LGNZ modelling of the Waikato catchment based on proposed nitrogen and phosphorus limits will reduce dry stock farming from 43% of land use to 14%, with forestry increasing from 20% to more than 50%. Dairying would fall by 13%. 

Landcare’s model says 14% of the country’s catchments need more forests to meet the sediment targets and it estimates 30% of catchments will struggle to meet the new sediment limits.

Questioned in Parliament on the Landcare report, Environment Minister David Parker says it uses a theoretical model that ignores glacial sediment flour, such as that found in glacier-fed rivers like the Clutha, is exempt from the new sediment limits.

He rejected claims in the Landcare modelling that 375,300ha of the Clutha catchment will be planted in trees to remove that sediment as wrong and said it will never happen.

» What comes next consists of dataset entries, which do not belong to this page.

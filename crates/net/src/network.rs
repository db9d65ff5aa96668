use std::sync::Arc;

use log::*;

use courier_framer::{Direction, SubChannelId};
use courier_registry::{PeerId, Protocol, Registry, ToInitiator, ToResponder};

use crate::{
    AreaId, ChannelManager, Dispatcher, NetworkConfig, Point, RegionId, Result, SendError, Target,
    Transport, TransportChannel,
};

/// One endpoint of the protocol.
///
/// Build the [Registry] first, then the network, then open channels.  After that, sends can come from anywhere and
/// the main loop pumps [Network::dispatcher].
pub struct Network<P: Protocol, T: Transport> {
    config: NetworkConfig,
    registry: Arc<Registry<P>>,
    dispatcher: Arc<Dispatcher<P>>,
    channels: ChannelManager<P, T>,
}

impl<P: Protocol, T: Transport> Network<P, T> {
    /// Logs the registry's full id table, so that both peers' logs can be compared when they desynchronize.
    pub fn new(config: NetworkConfig, registry: Arc<Registry<P>>, transport: T) -> Self {
        info!(
            "Starting the {} endpoint with compatibility token {:?}",
            config.role(),
            config.compatibility_token()
        );
        registry.messages().log_summary();

        let dispatcher = Arc::new(Dispatcher::new(registry.clone(), config.role()));
        let channels = ChannelManager::new(
            transport,
            registry.clone(),
            dispatcher.clone(),
            config.compatibility_token().to_string(),
        );
        Network {
            config,
            registry,
            dispatcher,
            channels,
        }
    }

    pub fn config(&self) -> &NetworkConfig {
        &self.config
    }

    pub fn registry(&self) -> &Arc<Registry<P>> {
        &self.registry
    }

    pub fn dispatcher(&self) -> &Arc<Dispatcher<P>> {
        &self.dispatcher
    }

    pub fn channels(&self) -> &ChannelManager<P, T> {
        &self.channels
    }

    pub fn open_channel(&mut self, name: &str) -> Result<&T::Channel> {
        self.channels.open_channel(name)
    }

    pub fn open_all(&mut self) -> Result<()> {
        self.channels.open_all()
    }

    /// Check that this endpoint may send `M` as a `direction` message, and build its envelope.
    fn prepare<M: 'static>(
        &self,
        message: &M,
        direction: Direction,
    ) -> Result<(&T::Channel, SubChannelId, Vec<u8>)> {
        let message_type = self.registry.messages().resolve_id::<M>()?;
        if message_type.direction() != direction {
            return Err(SendError::WrongDirection {
                message_type: message_type.name(),
                registered: message_type.direction(),
            }
            .into());
        }

        if direction.sender() != self.config.role() {
            return Err(SendError::WrongRole {
                message_type: message_type.name(),
                role: self.config.role(),
            }
            .into());
        }

        let channel = self
            .channels
            .channel(message_type.channel())
            .ok_or_else(|| SendError::ChannelNotOpen(message_type.channel().to_string()))?;

        let mut envelope = vec![];
        self.registry.encode(message, &mut envelope)?;
        if envelope.len() > self.config.max_envelope_size() {
            return Err(SendError::EnvelopeTooLarge {
                size: envelope.len(),
                max: self.config.max_envelope_size(),
            }
            .into());
        }

        trace!(
            "Sending {} ({}, {} bytes) on channel {}",
            message_type.name(),
            message_type.id(),
            envelope.len(),
            message_type.channel()
        );
        Ok((channel, direction.sub_channel(), envelope))
    }

    /// Initiator only.
    pub fn send_to_responder<M: ToResponder<P>>(&self, message: &M) -> Result<()> {
        let (channel, sub, envelope) = self.prepare(message, Direction::ToResponder)?;
        channel.send_to_responder(sub, envelope)?;
        Ok(())
    }

    fn send_to_initiators<M: ToInitiator<P>>(&self, message: &M, target: &Target) -> Result<()> {
        let (channel, sub, envelope) = self.prepare(message, Direction::ToInitiator)?;
        channel.send_to_target(sub, target, envelope)?;
        Ok(())
    }

    /// Responder only.
    pub fn send_to_peer<M: ToInitiator<P>>(&self, message: &M, peer: PeerId) -> Result<()> {
        self.send_to_initiators(message, &Target::Peer(peer))
    }

    /// Responder only.
    pub fn send_to_all<M: ToInitiator<P>>(&self, message: &M) -> Result<()> {
        let (channel, sub, envelope) = self.prepare(message, Direction::ToInitiator)?;
        channel.send_to_all(sub, envelope)?;
        Ok(())
    }

    /// Responder only.
    pub fn send_to_all_around<M: ToInitiator<P>>(
        &self,
        message: &M,
        point: Point,
        radius: f64,
        region: RegionId,
    ) -> Result<()> {
        self.send_to_initiators(
            message,
            &Target::Near {
                point,
                radius,
                region,
            },
        )
    }

    /// Responder only.
    pub fn send_to_region<M: ToInitiator<P>>(&self, message: &M, region: RegionId) -> Result<()> {
        self.send_to_initiators(message, &Target::Region(region))
    }

    /// Responder only.
    pub fn send_to_tracking_area<M: ToInitiator<P>>(&self, message: &M, area: AreaId) -> Result<()> {
        self.send_to_initiators(message, &Target::TrackingArea(area))
    }

    /// Shorthand for [Dispatcher::run_responder_handlers].
    pub fn run_responder_handlers(&self, ctx: &mut P::ResponderContext) -> usize {
        self.dispatcher.run_responder_handlers(ctx)
    }

    /// Shorthand for [Dispatcher::run_initiator_handlers].
    pub fn run_initiator_handlers(&self, ctx: &mut P::InitiatorContext) -> usize {
        self.dispatcher.run_initiator_handlers(ctx)
    }
}
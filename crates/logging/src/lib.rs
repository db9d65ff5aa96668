//! helpers for logging.
//!
//! Every courier binary and test calls one of these before doing anything else.  The filter comes from `RUST_LOG` as
//! usual; when unset we log at `info` so that registry summaries and desync errors are visible.
use std::io::Write;
use std::sync::Once;

static ONCE: Once = Once::new();

fn install(target: env_logger::Target) {
    ONCE.call_once(|| {
        env_logger::Builder::from_env(env_logger::Env::default().default_filter_or("info"))
            .target(target)
            .format(|buf, record| {
                let now = time::OffsetDateTime::now_utc();

                writeln!(
                    buf,
                    "{} {} time={} target={}",
                    record.level(),
                    record.args(),
                    now,
                    record.target()
                )
            })
            // Tests may race another harness-installed logger; losing that race is fine.
            .try_init()
            .ok();
    });
}

/// Log to stderr.
///
/// If called multiple times in the same process, only applies once.
pub fn log_to_stderr() {
    install(env_logger::Target::Stderr);
}

/// Log to stdout.
///
/// Shares the once-only guard with [log_to_stderr]: whichever is called first wins.
pub fn log_to_stdout() {
    install(env_logger::Target::Stdout);
}
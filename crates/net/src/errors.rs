use courier_framer::{Direction, Role, SubChannelId};
use courier_registry::{ConfigError, DesyncError, PeerId};

/// Failures reported by a transport.
#[derive(Debug, thiserror::Error)]
#[non_exhaustive]
pub enum TransportError {
    #[error("Channel {channel} refused: compatibility token {ours:?} does not match the peer's {theirs:?}")]
    Incompatible {
        channel: String,
        ours: String,
        theirs: String,
    },

    #[error("The peer does not offer channel {0}")]
    NotOffered(String),

    #[error("{1} of channel {0} is already bound")]
    AlreadyBound(String, SubChannelId),

    #[error("{0} is not connected")]
    UnknownPeer(PeerId),

    #[error("The {role} can't {operation}")]
    Unsupported {
        role: Role,
        operation: &'static str,
    },

    #[error("Transport error: {0}")]
    Other(String),
}

/// Why an inbound envelope was dropped.
#[derive(Debug, thiserror::Error)]
#[non_exhaustive]
pub enum DispatchError {
    #[error("{direction} envelope on channel {channel} arrived at the {role}")]
    WrongRole {
        channel: String,
        direction: Direction,
        role: Role,
    },

    #[error("{0} envelope on channel {1} has no sender")]
    MissingSender(Direction, String),

    #[error("{}", _0)]
    Desync(#[from] DesyncError),
}

/// Why a message wasn't sent.
#[derive(Debug, thiserror::Error)]
#[non_exhaustive]
pub enum SendError {
    #[error("The {role} may not send {message_type}")]
    WrongRole {
        message_type: &'static str,
        role: Role,
    },

    #[error("{message_type} is registered as a {registered} message")]
    WrongDirection {
        message_type: &'static str,
        registered: Direction,
    },

    #[error("Envelope of {size} bytes exceeds the limit of {max}")]
    EnvelopeTooLarge { size: usize, max: usize },

    #[error("Channel {0} is not open")]
    ChannelNotOpen(String),
}

#[derive(Debug, thiserror::Error)]
#[non_exhaustive]
pub enum Error {
    #[error("Registry error: {}", _0)]
    Registry(#[from] courier_registry::Error),

    #[error("Transport error: {}", _0)]
    Transport(#[from] TransportError),

    #[error("Send error: {}", _0)]
    Send(#[from] SendError),
}

impl From<ConfigError> for Error {
    fn from(e: ConfigError) -> Self {
        Error::Registry(e.into())
    }
}

pub type Result<T, E = Error> = std::result::Result<T, E>;
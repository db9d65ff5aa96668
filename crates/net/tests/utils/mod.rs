//! A small game protocol shared by the integration tests.
use std::sync::Arc;

use anyhow::Result;

use courier_net::memory::{MemoryHub, MemoryTransport};
use courier_net::*;
use courier_registry::{BincodeSerializer, PeerId, Protocol, Registry, RegistryBuilder, ToInitiator, ToResponder};

pub struct Game;

#[derive(Debug, Default)]
pub struct ServerState {
    pub pings: Vec<(PeerId, u32)>,
}

#[derive(Debug, Default)]
pub struct ClientState {
    pub pongs: Vec<u32>,
    pub announcements: Vec<String>,
    pub echoes: Vec<u8>,
}

impl Protocol for Game {
    type InitiatorContext = ClientState;
    type ResponderContext = ServerState;
}

#[derive(Debug, PartialEq, serde::Serialize, serde::Deserialize)]
pub struct Ping {
    pub nonce: u32,
}

impl ToResponder<Game> for Ping {
    fn handle(self: Box<Self>, ctx: &mut ServerState, sender: PeerId) -> Result<()> {
        ctx.pings.push((sender, self.nonce));
        Ok(())
    }
}

#[derive(Debug, PartialEq, serde::Serialize, serde::Deserialize)]
pub struct Pong {
    pub nonce: u32,
}

impl ToInitiator<Game> for Pong {
    fn handle(self: Box<Self>, ctx: &mut ClientState) -> Result<()> {
        ctx.pongs.push(self.nonce);
        Ok(())
    }
}

#[derive(Debug, PartialEq, serde::Serialize, serde::Deserialize)]
pub struct Announce(pub String);

impl ToInitiator<Game> for Announce {
    fn handle(self: Box<Self>, ctx: &mut ClientState) -> Result<()> {
        ctx.announcements.push(self.0);
        Ok(())
    }
}

/// Could go either way, but is only registered as a to-initiator message.
#[derive(Debug, PartialEq, serde::Serialize, serde::Deserialize)]
pub struct Echo(pub u8);

impl ToInitiator<Game> for Echo {
    fn handle(self: Box<Self>, ctx: &mut ClientState) -> Result<()> {
        ctx.echoes.push(self.0);
        Ok(())
    }
}

impl ToResponder<Game> for Echo {
    fn handle(self: Box<Self>, _ctx: &mut ServerState, _sender: PeerId) -> Result<()> {
        anyhow::bail!("Echo is never sent to the responder")
    }
}

pub fn registry() -> Arc<Registry<Game>> {
    let mut builder = RegistryBuilder::<Game>::new();
    builder.declare_channel("game").unwrap();
    builder.declare_channel("chat").unwrap();
    builder
        .register_to_responder_with("game", BincodeSerializer::<Ping>::default())
        .unwrap();
    builder
        .register_to_initiator_with("game", BincodeSerializer::<Pong>::default())
        .unwrap();
    builder
        .register_to_initiator_with("chat", BincodeSerializer::<Announce>::default())
        .unwrap();
    builder
        .register_to_initiator_with("chat", BincodeSerializer::<Echo>::default())
        .unwrap();
    builder.build_shared()
}

pub fn config(role: Role, token: &str) -> NetworkConfig {
    NetworkConfigBuilder::default()
        .role(role)
        .compatibility_token(token)
        .build()
        .unwrap()
}

pub type GameNetwork = Network<Game, MemoryTransport>;

pub fn responder(hub: &MemoryHub, registry: &Arc<Registry<Game>>) -> GameNetwork {
    Network::new(config(Role::Responder, "0"), registry.clone(), hub.responder())
}

pub fn initiator(hub: &MemoryHub, registry: &Arc<Registry<Game>>) -> GameNetwork {
    Network::new(config(Role::Initiator, "0"), registry.clone(), hub.connect())
}

pub fn peer_of(network: &GameNetwork) -> PeerId {
    network.channels().transport().peer_id().unwrap()
}
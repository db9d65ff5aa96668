use courier_framer::Role;

/// Compatibility token used unless configured otherwise.
pub const DEFAULT_COMPATIBILITY_TOKEN: &str = "0";

#[derive(derivative::Derivative, derive_builder::Builder, Debug, Clone)]
#[derivative(Default)]
#[builder(default)]
pub struct NetworkConfig {
    /// Which side of the protocol this endpoint plays.
    #[derivative(Default(value = "Role::Initiator"))]
    role: Role,

    /// Compared literally against the peer's token whenever a channel opens; any difference refuses the channel.
    ///
    /// Bump this whenever the registry changes in a way old peers can't decode.
    #[derivative(Default(value = "DEFAULT_COMPATIBILITY_TOKEN.to_string()"))]
    #[builder(setter(into))]
    compatibility_token: String,

    /// Largest envelope, id byte included, which we will hand to the transport.
    #[derivative(Default(value = "1 << 20"))]
    max_envelope_size: usize,
}

impl NetworkConfig {
    pub fn role(&self) -> Role {
        self.role
    }

    pub fn compatibility_token(&self) -> &str {
        &self.compatibility_token
    }

    pub fn max_envelope_size(&self) -> usize {
        self.max_envelope_size
    }
}
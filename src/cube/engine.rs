//! Single-pass multi-set aggregation.
//!
//! Each denormalized row is projected onto every grouping set and folded into
//! that set's accumulators in the same pass, so the input is scanned once
//! regardless of N. With partitioning enabled the rows are split into chunks,
//! each chunk folded on the rayon pool, and the partial states merged in
//! chunk order.

use std::collections::hash_map::Entry;
use std::collections::HashMap;

use rayon::prelude::*;

use super::accumulator::Accumulator;
use super::grouping::{GroupKey, GroupingSet};
use super::{Cube, CubeOptions, CubeRow};
use crate::join::DenormalizedRow;
use crate::model::Value;

type Groups = HashMap<GroupKey, Vec<Accumulator>>;

/// Per-set group tables for one partition of the input.
pub(crate) struct CubeState {
    groups: Vec<Groups>,
}

impl CubeState {
    /// Empty state with the grand-total group already present, so an empty
    /// input still produces its single grand-total row.
    pub(crate) fn new(cube: &Cube) -> Self {
        let mut groups: Vec<Groups> = cube.sets.iter().map(|_| HashMap::new()).collect();
        let n = cube.attributes.len();
        for (set, table) in cube.sets.iter().zip(groups.iter_mut()) {
            if set.is_empty() {
                table.insert(GroupKey::all(n), cube.new_accumulators());
            }
        }
        Self { groups }
    }

    pub(crate) fn update(&mut self, cube: &Cube, row: &[Value]) {
        let attributes: Vec<&Value> = cube.attributes.iter().map(|i| &row[*i]).collect();

        for (set, table) in cube.sets.iter().zip(self.groups.iter_mut()) {
            let accumulators = table
                .entry(set.project(&attributes))
                .or_insert_with(|| cube.new_accumulators());
            for (acc, measure) in accumulators.iter_mut().zip(&cube.measures) {
                let value = measure.input.map_or(&Value::Null, |i| &row[i]);
                acc.update(value);
            }
        }
    }

    pub(crate) fn merge(&mut self, other: CubeState) {
        for (table, other_table) in self.groups.iter_mut().zip(other.groups) {
            for (key, accumulators) in other_table {
                match table.entry(key) {
                    Entry::Occupied(mut entry) => {
                        for (acc, other_acc) in entry.get_mut().iter_mut().zip(&accumulators) {
                            acc.merge(other_acc);
                        }
                    }
                    Entry::Vacant(entry) => {
                        entry.insert(accumulators);
                    }
                }
            }
        }
    }

    /// Finalize every group, one row vector per grouping set.
    pub(crate) fn finish(self, sets: &[GroupingSet]) -> Vec<Vec<CubeRow>> {
        self.groups
            .into_iter()
            .zip(sets)
            .map(|(table, set)| {
                table
                    .into_iter()
                    .map(|(key, accumulators)| CubeRow {
                        key,
                        set: *set,
                        values: accumulators.iter().map(Accumulator::finish).collect(),
                    })
                    .collect()
            })
            .collect()
    }
}

/// Fold all rows into a single state.
pub(crate) fn accumulate(cube: &Cube, rows: &[DenormalizedRow], options: &CubeOptions) -> CubeState {
    if options.partitions(rows.len()) <= 1 {
        return fold(cube, rows);
    }

    let partials: Vec<CubeState> = rows
        .par_chunks(options.partition_rows)
        .map(|chunk| fold(cube, chunk))
        .collect();

    let mut partials = partials.into_iter();
    let mut state = partials.next().unwrap_or_else(|| CubeState::new(cube));
    for partial in partials {
        state.merge(partial);
    }
    state
}

fn fold(cube: &Cube, rows: &[DenormalizedRow]) -> CubeState {
    let mut state = CubeState::new(cube);
    for row in rows {
        state.update(cube, row);
    }
    state
}
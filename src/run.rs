//! End-to-end runs of a cube file: load, coerce, join, aggregate, write.
//!
//! The core stages are silent; this module reports their statistics through
//! `tracing`.

use std::path::{Path, PathBuf};
use std::time::{Duration, Instant};

use thiserror::Error;
use tracing::{debug, info, warn};

use crate::coerce::{coerce_table_with_stats, CoerceError};
use crate::config::{CubeFile, SettingsError};
use crate::cube::{CubeError, CubeResult};
use crate::io::{
    check_data_dir, default_output_path, load_csv, marker_clashes, render_preview,
    result_fingerprint, write_result, LoadError, OutputFormat, WriteError,
};
use crate::join::{JoinError, JoinStats, StarJoin};
use crate::model::TypedTable;

/// Errors from any stage of a run.
#[derive(Debug, Error)]
pub enum RunError {
    #[error(transparent)]
    Settings(#[from] SettingsError),

    #[error(transparent)]
    Load(#[from] LoadError),

    #[error(transparent)]
    Coerce(#[from] CoerceError),

    #[error(transparent)]
    Join(#[from] JoinError),

    #[error(transparent)]
    Cube(#[from] CubeError),

    #[error(transparent)]
    Write(#[from] WriteError),

    #[error("failed to fingerprint result: {0}")]
    Fingerprint(#[from] serde_json::Error),
}

pub type RunResult<T> = Result<T, RunError>;

/// Command-line overrides of cube file settings.
#[derive(Debug, Clone, Default)]
pub struct RunOptions {
    pub data_dir: Option<PathBuf>,
    pub output: Option<PathBuf>,
    pub format: Option<OutputFormat>,
    pub preview_rows: Option<usize>,
}

/// What a run produced.
#[derive(Debug, Clone)]
pub struct RunReport {
    pub cube: String,
    pub result: CubeResult,
    pub output_path: PathBuf,
    pub fingerprint: String,
    pub join_stats: JoinStats,
    pub elapsed: Duration,
}

/// Load and run the cube file at `path`.
pub fn run_cube_file(path: &Path, options: &RunOptions) -> RunResult<RunReport> {
    let file = CubeFile::from_file(path)?;
    run_cube(&file, options)
}

/// Run an already loaded cube file.
pub fn run_cube(file: &CubeFile, options: &RunOptions) -> RunResult<RunReport> {
    let started = Instant::now();
    let name = file.name();
    info!("Running cube '{}'", name);

    // Configuration errors surface before any file is read.
    let cube = file.validate()?;
    debug!(
        attributes = ?cube.attribute_names(),
        measures = ?cube.measure_labels(),
        "Cube file is valid"
    );

    let data_dir = file.data_dir(options.data_dir.as_deref())?;
    check_data_dir(&data_dir)?;
    info!("Loading tables from {}", data_dir.display());

    let tables = file
        .star_tables()
        .map(|table| load_table(file, &data_dir, table))
        .collect::<RunResult<Vec<_>>>()?;
    let Some((fact, dimensions)) = tables.split_first() else {
        return Err(SettingsError::InvalidConfig("star.fact is not set".to_string()).into());
    };

    let join = dimensions
        .iter()
        .zip(&file.star.dimensions)
        .fold(StarJoin::new(fact), |join, (table, link)| {
            join.with_dimension(table, link.clone())
        });
    let (joined, join_stats) = join.execute()?;
    info!(
        rows = joined.num_rows(),
        columns = joined.schema.len(),
        "Joined {} dimension(s) onto '{}'",
        dimensions.len(),
        fact.name
    );
    for dim in &join_stats.dimensions {
        if dim.unmatched_keys > 0 || dim.null_keys > 0 {
            warn!(
                dimension = %dim.alias,
                unmatched = dim.unmatched_keys,
                null_keys = dim.null_keys,
                "Unresolved foreign keys; attributes left NULL"
            );
        }
    }

    let engine = file.engine.options();
    info!(
        grouping_sets = cube.grouping_sets().len(),
        partitions = engine.partitions(joined.num_rows()),
        "Computing cube over {} attribute(s)",
        cube.attribute_names().len()
    );
    let result = cube.compute(&joined.rows, &engine);
    info!(rows = result.num_rows(), "Cube computed");

    let mut render = file.output.render_options();
    let clashes = marker_clashes(&result, &render);
    if !clashes.is_empty() && !render.include_grouping_id {
        warn!(
            values = ?clashes,
            "Grouped values render like the ALL or NULL marker; adding the grouping_id column"
        );
        render.include_grouping_id = true;
    }
    let preview_rows = options.preview_rows.unwrap_or(file.output.preview_rows);
    if preview_rows > 0 {
        info!(
            "Preview (first {} rows):\n{}",
            preview_rows.min(result.num_rows()),
            render_preview(&result, preview_rows, &render)
        );
    }

    let format = options.format.unwrap_or(file.output.format);
    let output_path = match &options.output {
        Some(path) => path.clone(),
        None => {
            let output_dir = file.output.resolved_dir()?;
            let source = file
                .path
                .clone()
                .unwrap_or_else(|| PathBuf::from(format!("{}.toml", name)));
            default_output_path(&source, &output_dir, format)
        }
    };
    write_result(&result, &output_path, format, &render)?;
    info!("Saved {} rows to {}", result.num_rows(), output_path.display());

    let fingerprint = result_fingerprint(&result)?;
    let elapsed = started.elapsed();
    info!(
        fingerprint = %fingerprint,
        elapsed_ms = elapsed.as_millis() as u64,
        "Finished cube '{}'",
        name
    );

    Ok(RunReport {
        cube: name,
        result,
        output_path,
        fingerprint,
        join_stats,
        elapsed,
    })
}

fn load_table(file: &CubeFile, data_dir: &Path, name: &str) -> RunResult<TypedTable> {
    let settings = file.table(name)?;
    let raw = load_csv(name, &data_dir.join(file.table_file(name)?))?;
    info!(
        rows = raw.num_rows(),
        columns = raw.num_columns(),
        "Loaded table '{}'",
        name
    );

    let (table, stats) = coerce_table_with_stats(&raw, &settings.schema)?;
    if stats.invalid_values > 0 {
        warn!(
            invalid = stats.invalid_values,
            "Table '{}': values that failed to cast were set to NULL", name
        );
    }
    debug!(
        defaults = stats.defaults_applied,
        derived = stats.derived_computed,
        "Coerced table '{}'",
        name
    );
    Ok(table)
}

Landcare estimates a further $1.2 billion is still to be spent on riparian exclusion.

An Economic Institute Research report commissioned by Fish and Game, Forest and Bird and Greenpeace downplays the impact of the freshwater proposals on dairying.

Due to dairying’s relatively small size the impacts of the reforms are unlikely to be major and not felt for many years because of the long lead times, it said.

Its statement the dairy industry accounts for only 3% of GDP prompted DairyNZ to label its findings less an economic report and more a high-level commentary on the sector’s role in the economy.

DairyNZ chief executive Dr Tim Mackle said dairying generates 28% of merchandised exports and 20% of goods and services exports.

The report ignored dairy’s social impact. Mackle said it is the largest industry and income earner in Waikato, West Coast and Southland.

LGNZ is concerned the freshwater package is too nutrient-focused and says modelling done for Waikato Regional Council’s Plan Change 1 (Healthy Rivers) and for Environment Southland’s Land and Water plan show national averaging of phosphorus and nitrogen levels in waterways is something of a blunt instrument.

The report cites statistical evidence that nutrient levels explain only part of the variation in water’s ecologic health.

Asked what a National government would do to improve freshwater quality Muller says regional councils would be allowed to continue implementing the existing two-year-old National Policy Statement.

To accelerate its implementation or address catchments where quality is a concern the Government could work with regional councils to provide any tools or instruments they need. 

NZ First agriculture spokesman Mark Patterson says while supporting the aspiration of improving waterways his party will wait on the results of the consultation on the Government’s proposals.

Patterson acknowledged farming faces significant reforms.

“There is a period of uncertainty as we work through some genuinely significant policy issues, which is clearly putting pressure on some of our farmers.

“We are keen to get some sensible and sustainable policies implemented so farmers can get back to focusing their efforts on doing what they do best.”